New Hybrid Molecular Modalities Comprised of DNA-Origami and Interfering Peptides as Inhibitors of Protein-Protein Interactions

Abstract

Immunotherapy is especially effective in blood cancers and melanoma. However, in solid tumors like breast cancer, immunotherapy typically fails. The tumor microenvironment (TME) has been implicated in playing a major role in the molecular crosstalk that suppresses the immune response against tumors, promoting tumor tolerance, disease progression, and metastasis. ST2/IL-33 signaling from myeloid-derived suppressor cells (MDSCs) is one example of a factor that contributes to immunotherapy failure.
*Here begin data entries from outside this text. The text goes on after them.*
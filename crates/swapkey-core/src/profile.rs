//! Credential profiles: one saved account per profile.
//!
//! The API key and refresh token belong to a separate secret store. A
//! repository persists [`CredentialProfile::without_secrets`] and fills the
//! secrets back in when a profile is handed to the orchestrator.

use chrono::{DateTime, Utc};
use serde::{Deserialize, Serialize};
use uuid::Uuid;

/// Server used when a profile does not carry its own.
pub const DEFAULT_API_SERVER_URL: &str = "https://server.codeium.com";

/// Secret half of a profile, stored apart from the profile record.
#[derive(Debug, Clone, Default, PartialEq, Eq, Serialize, Deserialize)]
#[serde(rename_all = "camelCase")]
pub struct ProfileSecrets {
  pub api_key:       String,
  #[serde(default, skip_serializing_if = "Option::is_none")]
  pub refresh_token: Option<String>,
}

/// One saved account.
#[derive(Debug, Clone, PartialEq, Eq, Serialize, Deserialize)]
#[serde(rename_all = "camelCase")]
pub struct CredentialProfile {
  pub id:             String,
  pub email:          String,
  pub display_name:   String,
  /// Empty at rest; populated only on in-memory copies.
  #[serde(default)]
  pub api_key:        String,
  pub api_server_url: String,
  #[serde(default, skip_serializing_if = "Option::is_none")]
  pub refresh_token:  Option<String>,
  #[serde(default)]
  pub plan:           String,
  pub created_at:     DateTime<Utc>,
  pub updated_at:     DateTime<Utc>,
}

/// Fields supplied by a successful login.
#[derive(Debug, Clone)]
pub struct NewProfile {
  pub email:          String,
  pub display_name:   String,
  pub api_key:        String,
  pub api_server_url: Option<String>,
  pub refresh_token:  Option<String>,
  pub plan:           Option<String>,
}

impl CredentialProfile {
  /// Build a fresh profile with a new id and both timestamps set to now.
  pub fn create(input: NewProfile) -> Self {
    let now = Utc::now();
    Self {
      id:             Uuid::new_v4().to_string(),
      email:          input.email,
      display_name:   input.display_name,
      api_key:        input.api_key,
      api_server_url: input
        .api_server_url
        .unwrap_or_else(|| DEFAULT_API_SERVER_URL.to_owned()),
      refresh_token:  input.refresh_token,
      plan:           input.plan.unwrap_or_else(|| "Free".to_owned()),
      created_at:     now,
      updated_at:     now,
    }
  }

  /// Split into the at-rest record and its secrets.
  pub fn without_secrets(&self) -> (Self, ProfileSecrets) {
    let secrets = ProfileSecrets {
      api_key:       self.api_key.clone(),
      refresh_token: self.refresh_token.clone(),
    };
    let record = Self {
      api_key: String::new(),
      refresh_token: None,
      ..self.clone()
    };
    (record, secrets)
  }

  /// Attach secrets to an at-rest record.
  pub fn with_secrets(mut self, secrets: ProfileSecrets) -> Self {
    self.api_key = secrets.api_key;
    self.refresh_token = secrets.refresh_token;
    self
  }
}
//! Machine identifiers rewritten on every switch.

use serde::{Deserialize, Serialize};

/// A freshly generated set of device identifiers.
///
/// No history is kept: each set fully supersedes the previous one.
#[derive(Debug, Clone, PartialEq, Eq, Serialize, Deserialize)]
#[serde(rename_all = "camelCase")]
pub struct MachineIdentitySet {
  /// SHA-256 digest, 64 lowercase hex characters.
  pub machine_id:         String,
  /// SHA-512 digest, 128 lowercase hex characters.
  pub mac_machine_id:     String,
  /// `{XXXXXXXX-XXXX-XXXX-XXXX-XXXXXXXXXXXX}`, uppercase.
  pub sqm_id:             String,
  pub dev_device_id:      String,
  pub service_machine_id: String,
}
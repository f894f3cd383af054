//! Capabilities the host application and the profile repository provide.
//!
//! The orchestrator is generic over these traits and knows nothing about how
//! they are implemented (extension commands, child processes, test fakes).

use std::{future::Future, time::Duration};

use thiserror::Error;

use crate::profile::CredentialProfile;

// ─── Patch check ─────────────────────────────────────────────────────────────

/// What the patch check found.
#[derive(Debug, Clone, PartialEq, Eq)]
pub enum PatchStatus {
  /// The live-injection command is installed and usable.
  Ready,
  /// A patch was just applied; the host must restart before it takes effect.
  NeedsRestart,
  /// The patch could not be verified or applied.
  Failed(String),
}

pub trait PatchService: Send + Sync {
  fn check_and_apply(&self) -> impl Future<Output = PatchStatus> + Send + '_;
}

// ─── Commands ────────────────────────────────────────────────────────────────

/// Failure of an external host command.
#[derive(Debug, Clone, Error, PartialEq, Eq)]
pub enum CommandError {
  #[error("command unavailable: {0}")]
  Unavailable(String),

  #[error("command failed: {0}")]
  Failed(String),
}

/// Live-injection failure. Either variant sends the orchestrator down the
/// fallback path.
pub type InjectError = CommandError;

/// In-process handoff of a credential set to the running host.
pub trait SessionInjector: Send + Sync {
  fn attempt<'a>(
    &'a self,
    api_key: &'a str,
    display_name: &'a str,
    server_url: &'a str,
  ) -> impl Future<Output = Result<(), InjectError>> + Send + 'a;
}

pub trait LogoutCommand: Send + Sync {
  fn logout(&self) -> impl Future<Output = Result<(), CommandError>> + Send + '_;
}

/// Fire-and-forget request that the host restart after `delay`.
pub trait ReloadSignal: Send + Sync {
  fn schedule_reload(&self, delay: Duration);
}

// ─── Profiles ────────────────────────────────────────────────────────────────

/// Saved-profile storage. Secrets are resolved transparently on reads.
pub trait ProfileRepository: Send + Sync {
  type Error: std::error::Error + Send + Sync + 'static;

  /// All profiles, oldest first.
  fn list(
    &self,
  ) -> impl Future<Output = Result<Vec<CredentialProfile>, Self::Error>> + Send + '_;

  fn get<'a>(
    &'a self,
    id: &'a str,
  ) -> impl Future<Output = Result<Option<CredentialProfile>, Self::Error>> + Send + 'a;

  /// Insert or update; secrets are split off and stored separately.
  fn save<'a>(
    &'a self,
    profile: &'a CredentialProfile,
  ) -> impl Future<Output = Result<(), Self::Error>> + Send + 'a;

  /// Remove a profile and purge its secrets. Returns whether it existed.
  fn remove<'a>(
    &'a self,
    id: &'a str,
  ) -> impl Future<Output = Result<bool, Self::Error>> + Send + 'a;
}
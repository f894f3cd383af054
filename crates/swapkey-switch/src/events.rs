//! Step events emitted while a switch runs.
//!
//! Purely diagnostic: a closed or absent observer never changes what the
//! orchestrator does.

use std::fmt;

use chrono::{DateTime, Utc};

#[derive(Debug, Clone, Copy, PartialEq, Eq)]
pub enum SwitchStep {
  PatchCheck,
  Logout,
  IdentityReset,
  SessionInject,
  Fallback,
  Done,
}

impl fmt::Display for SwitchStep {
  fn fmt(&self, f: &mut fmt::Formatter<'_>) -> fmt::Result {
    let s = match self {
      Self::PatchCheck => "patch-check",
      Self::Logout => "logout",
      Self::IdentityReset => "identity-reset",
      Self::SessionInject => "session-inject",
      Self::Fallback => "fallback",
      Self::Done => "done",
    };
    f.write_str(s)
  }
}

#[derive(Debug, Clone)]
pub struct StepEvent {
  pub at:      DateTime<Utc>,
  pub step:    SwitchStep,
  pub message: String,
}

impl fmt::Display for StepEvent {
  fn fmt(&self, f: &mut fmt::Formatter<'_>) -> fmt::Result {
    write!(f, "[{}] {}: {}", self.at.to_rfc3339(), self.step, self.message)
  }
}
ST2/IL-33 signaling activation requires the recruitment of IL-1RAcP, forming a transient ternary complex that initiates the MyD88 cascade. By inhibiting this interaction with the ST2/IL-33 binary complex, it may be possible to foster an environment conducive to antitumor immune events. Here we demonstrate small peptides can inhibit IL-1 RAcP through western blotting and have determined the KD of the final ternary complex for comparison with the KD of the inhibitory peptides. Surface Plasmon Resonance (SPR) was used to measure the affinity of the trimer. The receptor accessory protein has a weaker affinity for the binary ST2/IL-33 complex than ST2 for IL-33 itself. Of the three hotspot-mimicking peptides, Peptide 3 showed the highest activity in isolation, but treatment with the ensemble of all three peptides was the most efficacious even in cell models. Future work will include further optimization of the peptides and ligation to a stabilizing DNA scaffold to build a multivalent inhibitor.